I adopted the same principle as in some previous post, talking about tressette . And I must admit that I have a little 'made the fool. Meanwhile, when I wrote that the statistics say we are in the normal range, actually I should say that the statistic that says could be to normal, we are like the case 2) of those treated above. In addition, the statistical analysis that I made about the average loads in one hand, because that is what we often complain. But the randomness is a much more complicated. Imagine a software that is random according to the developers, but to distribute loads three-player hands, always . The media is correct, but there seems to be a truly random distribution? I think not.
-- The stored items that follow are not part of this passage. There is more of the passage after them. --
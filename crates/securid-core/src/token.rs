//! The Token Record: the single value type every other module operates on.

use zeroize::Zeroize;

use crate::constants::{SECONDS_PER_DAY, SECONDS_PER_HALF_DAY, SECURID_EPOCH};
use crate::flags::Flags;

/// A decoded, generated, or in-progress SecurID-compatible token.
///
/// Encrypted and decrypted seed are modeled as independent optional
/// fields rather than a single `enum Seed`, matching the reference
/// implementation: decoding a ctf string always yields an encrypted seed
/// only, encoding requires a decrypted seed, and decryption populates the
/// decrypted seed alongside whatever encrypted seed was already present.
#[derive(Debug, Clone, PartialEq)]
pub struct Token {
    /// 12-digit decimal serial number.
    pub serial: String,
    /// 16-bit flag word.
    pub flags: Flags,
    /// Days since [`SECURID_EPOCH`]; last valid day, grace period applies.
    pub exp_date: u16,
    /// Seed encrypted under the key-hash, present after decode or encrypt.
    pub enc_seed: Option<[u8; 16]>,
    /// Cleartext seed, present after decrypt or random generation.
    pub dec_seed: Option<[u8; 16]>,
    /// 15-bit short MAC of `dec_seed`.
    pub dec_seed_hash: u16,
    /// 15-bit short MAC of the padded device-id input.
    pub device_id_hash: u16,
    /// `true` for a 40-hex-character device id, `false` for 32 decimal.
    pub is_smartphone: bool,
    /// Decimal PIN, empty or 4-8 digits, blended into the displayed code.
    pub pin: String,
    /// 2-bit auxiliary PIN-mode field (independent of `flags`'s copy).
    pub pinmode: u8,
}

impl Drop for Token {
    fn drop(&mut self) {
        if let Some(seed) = self.dec_seed.as_mut() {
            seed.zeroize();
        }
    }
}

impl Token {
    /// Whether this token requires a user-supplied PIN to display a
    /// correct tokencode.
    pub fn pin_required(&self) -> bool {
        self.flags.pin_required()
    }

    /// Whether decrypting the seed requires a password.
    pub fn pass_required(&self) -> bool {
        self.flags.pass_required()
    }

    /// Whether decrypting the seed requires a device id.
    pub fn devid_required(&self) -> bool {
        self.flags.devid_required()
    }

    /// Days until expiry as of `now` (Unix seconds); negative means expired.
    ///
    /// A roughly 12-hour grace period past the last valid day is applied,
    /// matching how other SecurID soft-token implementations behave.
    pub fn check_exp(&self, now: i64) -> i64 {
        let mut exp_unix_time = SECURID_EPOCH + (self.exp_date as i64 + 1) * SECONDS_PER_DAY;
        exp_unix_time += SECONDS_PER_HALF_DAY;
        (exp_unix_time - now) / SECONDS_PER_DAY
    }

    /// Render an ordered sequence of human-readable `(key, value)` pairs
    /// describing this token, in the same order the reference
    /// implementation's `securid_token_info` callback would emit them.
    pub fn info(&self) -> Vec<(&'static str, String)> {
        let mut out = Vec::new();
        out.push(("Serial number", self.serial.clone()));

        if let Some(dec_seed) = self.dec_seed {
            out.push(("Decrypted seed", hex_with_spaces(&dec_seed)));
        }

        if let Some(enc_seed) = self.enc_seed {
            out.push(("Encrypted seed", hex_with_spaces(&enc_seed)));
            out.push((
                "Encrypted w/password",
                yes_no(self.flags.pass_required()),
            ));
            out.push(("Encrypted w/devid", yes_no(self.flags.devid_required())));
        }

        let exp_unix_time = SECURID_EPOCH + (self.exp_date as i64 + 1) * SECONDS_PER_DAY;
        out.push(("Expiration date", format_ymd(exp_unix_time)));

        out.push((
            "Key length",
            if self.flags.is_128bit() { "128" } else { "64" }.to_string(),
        ));
        out.push(("Tokencode digits", self.flags.digits().to_string()));
        out.push(("PIN mode", self.flags.pin_mode().to_string()));
        out.push((
            "Seconds per tokencode",
            match self.flags.seconds_per_tokencode() {
                Some(s) => s.to_string(),
                None => "unknown".to_string(),
            },
        ));

        out.push(("Feature bit 3", yes_no(self.flags.contains(Flags::FEAT3))));
        out.push(("Feature bit 4", yes_no(self.flags.contains(Flags::FEAT4))));
        out.push(("Feature bit 5", yes_no(self.flags.contains(Flags::FEAT5))));
        out.push(("Feature bit 6", yes_no(self.flags.contains(Flags::FEAT6))));

        out
    }
}

fn yes_no(b: bool) -> String {
    if b { "yes" } else { "no" }.to_string()
}

fn hex_with_spaces(bytes: &[u8; 16]) -> String {
    bytes
        .iter()
        .map(|b| format!("{b:02x}"))
        .collect::<Vec<_>>()
        .join(" ")
}

/// Render a Unix timestamp as `YYYY/MM/DD` in UTC.
fn format_ymd(unix_time: i64) -> String {
    match chrono::DateTime::from_timestamp(unix_time, 0) {
        Some(dt) => dt.format("%Y/%m/%d").to_string(),
        None => "unknown".to_string(),
    }
}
But an important thing to add. Laymen believe that whoever wrote the software for playing tressette GDM ( www.mygdm.com ) has also made itself some mechanism to create randomness. I have not seen the software, but I am sure it is not. The random number generation is implemented in any programming language, including, I do not know, that the creators of this site will be adopted. This generation is studied in heavy tomes by barbosa pounds of computer scientists, many years. All the technical characteristics of random generation have known (really called pseudorandom ) absolutely reliable. That is why, in my opinion, it is impossible that the GDM software distributes cards in a way different from what we recognize as random.


(End of first bet. If you are interested in their own accounts, there will be a second.)